Harvard comenzó en una pequeña casa con nueve alumnos. Yale, durante sus años iniciales, no tuvo local propio y las clases se dictaban en el hogar de su rector. Columbia, por su lado, empezó con un profesor y ocho estudiante. Y el MIT tuvo un comienzo tan duro que se pensó en cerrarlo a pocos años de su fundación. Muchas de las hoy grandes universidades del mundo, en fin, no empezaron precisamente como grandes instituciones.

A veces es fácil olvidar que los árboles nacen de pequeñas semillas. Como por ejemplo lo olvida la Comisión de Educación del Congreso, empecinada en elaborar un proyecto de ley universitaria que haría que solo un millonario pueda fundar una nueva universidad.

La Comisión, por ejemplo, busca que el Estado tenga una discreción para exigirle a las nuevas instituciones que desde el inicio cuenten con importantes recursos económicos, humanos e infraestructura. Asimismo, quiere prohibir que comiencen con menos de tres facultades y obligarlas a contar, por lo menos, con un 30% de profesores a tiempo completo y que solo se dediquen al dictado durante el 40% de su trabajo. La comisión también tiene en mente exigir a las nuevas universidades servicios deportivos, sociales y psicopedagógicos. Y, solo por citar otro requisito, obligarlas a que cuenten con recursos para invertir el 15% de su presupuesto en investigación y el 2% en responsabilidad social. Así, si se aprueba el proyecto, las universidades solo podrán empezar a lo grande.

Parecerá estupendo que todos estos niños pudieran nacer adultos.

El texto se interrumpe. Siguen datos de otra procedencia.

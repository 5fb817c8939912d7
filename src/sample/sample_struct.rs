use std::ops::Index;
use std::slice;
use std::collections::BTreeSet;

use crate::error::{Error, Result};
use super::example::Example;

/// An ordered collection of labeled examples
/// that have the same number of features.
#[derive(Debug, Clone, Default, PartialEq)]
pub struct Sample {
    examples: Vec<Example>,
    n_feature: usize,
}

impl Sample {
    /// Construct a new [`Sample`] from examples.
    /// Returns [`Error::FeatureLengthMismatch`] if some example
    /// has a different number of features than the first one.
    /// 
    /// An empty vector yields an empty sample with no feature.
    pub fn new(examples: Vec<Example>) -> Result<Self> {
        let n_feature = examples.first()
            .map(Example::n_feature)
            .unwrap_or(0);

        let ragged = examples.iter()
            .position(|example| example.n_feature() != n_feature);
        if let Some(i) = ragged {
            return Err(Error::FeatureLengthMismatch {
                expected: n_feature,
                found:    examples[i].n_feature(),
                line:     i + 1,
            });
        }

        Ok(Self { examples, n_feature })
    }

    /// Construct a new [`Sample`] from `(features, label)` pairs.
    /// ```
    /// use miniid3::Sample;
    /// let sample = Sample::from_pairs([
    ///     (["a", "x"], "Yes"),
    ///     (["a", "y"], "No"),
    /// ]).unwrap();
    /// assert_eq!(sample.shape(), (2, 2));
    /// ```
    pub fn from_pairs<I, F, S, L>(pairs: I) -> Result<Self>
        where I: IntoIterator<Item = (F, L)>,
              F: IntoIterator<Item = S>,
              S: Into<String>,
              L: Into<String>,
    {
        let examples = pairs.into_iter()
            .map(|(features, label)| Example::new(features, label))
            .collect::<Vec<_>>();
        Self::new(examples)
    }

    /// Returns the pair of the number of examples and
    /// the number of features.
    #[inline]
    pub fn shape(&self) -> (usize, usize) {
        (self.examples.len(), self.n_feature)
    }

    /// Returns `true` if this sample has no example.
    #[inline]
    pub fn is_empty(&self) -> bool {
        self.examples.is_empty()
    }

    /// Returns a slice of the examples.
    #[inline]
    pub fn examples(&self) -> &[Example] {
        &self.examples[..]
    }

    /// Returns an iterator over the examples.
    #[inline]
    pub fn iter(&self) -> slice::Iter<'_, Example> {
        self.examples.iter()
    }

    /// Returns the labels in the order of examples.
    pub fn target(&self) -> Vec<&str> {
        self.examples.iter()
            .map(Example::label)
            .collect()
    }

    /// Returns the distinct labels in ascending order.
    pub fn unique_target(&self) -> Vec<&str> {
        self.examples.iter()
            .map(Example::label)
            .collect::<BTreeSet<_>>()
            .into_iter()
            .collect()
    }

    /// Split `self` into a training/test pair.
    /// The examples at `ix[start..end]` go to the test sample
    /// and the remaining ones go to the training sample.
    /// `end` is clipped to `ix.len()`.
    pub fn split<T>(&self, ix: T, start: usize, end: usize)
        -> (Sample, Sample)
        where T: AsRef<[usize]>
    {
        let ix = ix.as_ref();
        let end = end.min(ix.len());
        let start = start.min(end);

        let test_size = end - start;
        let mut train = Vec::with_capacity(ix.len() - test_size);
        let mut test = Vec::with_capacity(test_size);

        for (k, &i) in ix.iter().enumerate() {
            let example = self.examples[i].clone();
            if (start..end).contains(&k) {
                test.push(example);
            } else {
                train.push(example);
            }
        }

        let n_feature = self.n_feature;
        let train = Self { examples: train, n_feature };
        let test = Self { examples: test, n_feature };
        (train, test)
    }
}

impl Index<usize> for Sample {
    type Output = Example;
    #[inline]
    fn index(&self, idx: usize) -> &Self::Output {
        &self.examples[idx]
    }
}

impl<'a> IntoIterator for &'a Sample {
    type Item = &'a Example;
    type IntoIter = slice::Iter<'a, Example>;
    fn into_iter(self) -> Self::IntoIter {
        self.examples.iter()
    }
}
//! Provides the `Learner` trait.
use crate::{Sample, Result};


/// An interface for the algorithms that turn a training sample
/// into a hypothesis.
pub trait Learner {
    /// The hypothesis returned by [`Learner::fit`].
    type Hypothesis;


    /// Returns the name of the learner.
    fn name(&self) -> &str;


    /// Returns the settings of the learner as `(name, value)` pairs.
    /// By default, no information is reported.
    fn info(&self) -> Option<Vec<(&str, String)>> {
        None
    }


    /// Learns a hypothesis from `sample`.
    fn fit(&self, sample: &Sample) -> Result<Self::Hypothesis>;
}
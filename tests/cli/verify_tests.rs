use super::common::{recorded_response, socket_test, FIXTURE_DIR};
use predicates::prelude::*;
use serde_json::json;
use tempfile::TempDir;

#[test]
fn verify_accepts_matching_response() {
    let dir = TempDir::new().unwrap();
    let response = recorded_response(
        &dir,
        "success.json",
        json!({"code": 200, "mimetype": "application/json", "data": {"result": []}}),
    );

    socket_test()
        .args(["--socket-dir", FIXTURE_DIR, "verify", "search", "success", "--response"])
        .arg(&response)
        .assert()
        .success()
        .stdout(predicate::str::contains("PASS search/success"));
}

#[test]
fn verify_decodes_string_payloads() {
    let dir = TempDir::new().unwrap();
    let response = recorded_response(
        &dir,
        "raw.json",
        json!({"code": 404, "data": "{\"message\": \"Nothing here\"}"}),
    );

    socket_test()
        .args(["--socket-dir", FIXTURE_DIR, "verify", "search", "not_found", "-r"])
        .arg(&response)
        .assert()
        .success();
}

#[test]
fn verify_reports_each_undeclared_field() {
    let dir = TempDir::new().unwrap();
    let response = recorded_response(
        &dir,
        "extra.json",
        json!({"code": 200, "data": {"result": [], "debug": true}}),
    );

    socket_test()
        .args(["--socket-dir", FIXTURE_DIR, "verify", "search", "success", "--response"])
        .arg(&response)
        .assert()
        .failure()
        .stdout(predicate::str::contains("FAIL search/success"))
        .stderr(predicate::str::contains("Validation error"))
        .stderr(predicate::str::contains(r#"{"additionalProperty":"debug"}"#));
}

#[test]
fn verify_names_both_exit_codes() {
    let dir = TempDir::new().unwrap();
    let response = recorded_response(
        &dir,
        "not_found.json",
        json!({"code": 404, "data": {"message": "Nothing here"}}),
    );

    socket_test()
        .args(["--socket-dir", FIXTURE_DIR, "verify", "search", "success", "--response"])
        .arg(&response)
        .assert()
        .failure()
        .stderr(predicate::str::contains(
            "Wrong exit code! Desired code is 200, got: 404",
        ));
}

#[test]
fn verify_rejects_malformed_json_payload() {
    let dir = TempDir::new().unwrap();
    let response = recorded_response(&dir, "broken.json", json!({"code": 200, "data": "{result"}));

    socket_test()
        .args(["--socket-dir", FIXTURE_DIR, "verify", "search", "success", "--response"])
        .arg(&response)
        .assert()
        .failure()
        .stderr(predicate::str::contains("Malformed JSON payload"));
}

Pero la realidad es que si estas exigencias hubiesen existido hace unas décadas, no se hubiera autorizado la creación de varias de las que hoy son las mejores universidades del país. La PUCP, por poner un caso, empezó con dos facultades (Letras y Jurisprudencia), sin local (los cursos se dictaban en aulas prestadas por un colegio), sin infraestructura deportiva, solo con unos pocos profesores, y con nueve alumnos en la primera clase.

Según el presidente de la Comisión de Educación, el problema de las universidades es que en los últimos años han surgido «como hongos» y por eso sería necesario imponer nuevos estándares. Pero la verdad es que las únicas que ganarían de aprobares su proyecto serían las universidades ya consolidadas (esas que ni se asuman entre las primeras 500 del mundo según el «QS World Universities Ranking«). Ellas enfrentarían menos competencia, gozarían de un negocio más seguro y tendrían que esforzarse menos por brindar una mejor educación. Los perdedores, claramente, serían los alumnos.

Lo que se debería hacer para elevar el nivel educativo es brindar información para que los ciudadanos puedan evaluar la calidad del servicio de cada institución. Por ejemplo, como sugirió Gustavo Yamada, estadísticas sobre la empleabilidad de los egresados de cada facultad del país. Eso sí serviría para que empiecen a desaparecer las universidades cuya educación no sea una buena inversión pues los alumnos, ni tontos que fuesen, pagarían por ella de estar bien informados.

La Comisión de Educación, sin embargo, parece preferir asegurarle el negocio a las universidades consolidadas o a élites millonarias. Y de paso, matar antes de que nazca a una posible gran universidad peruana.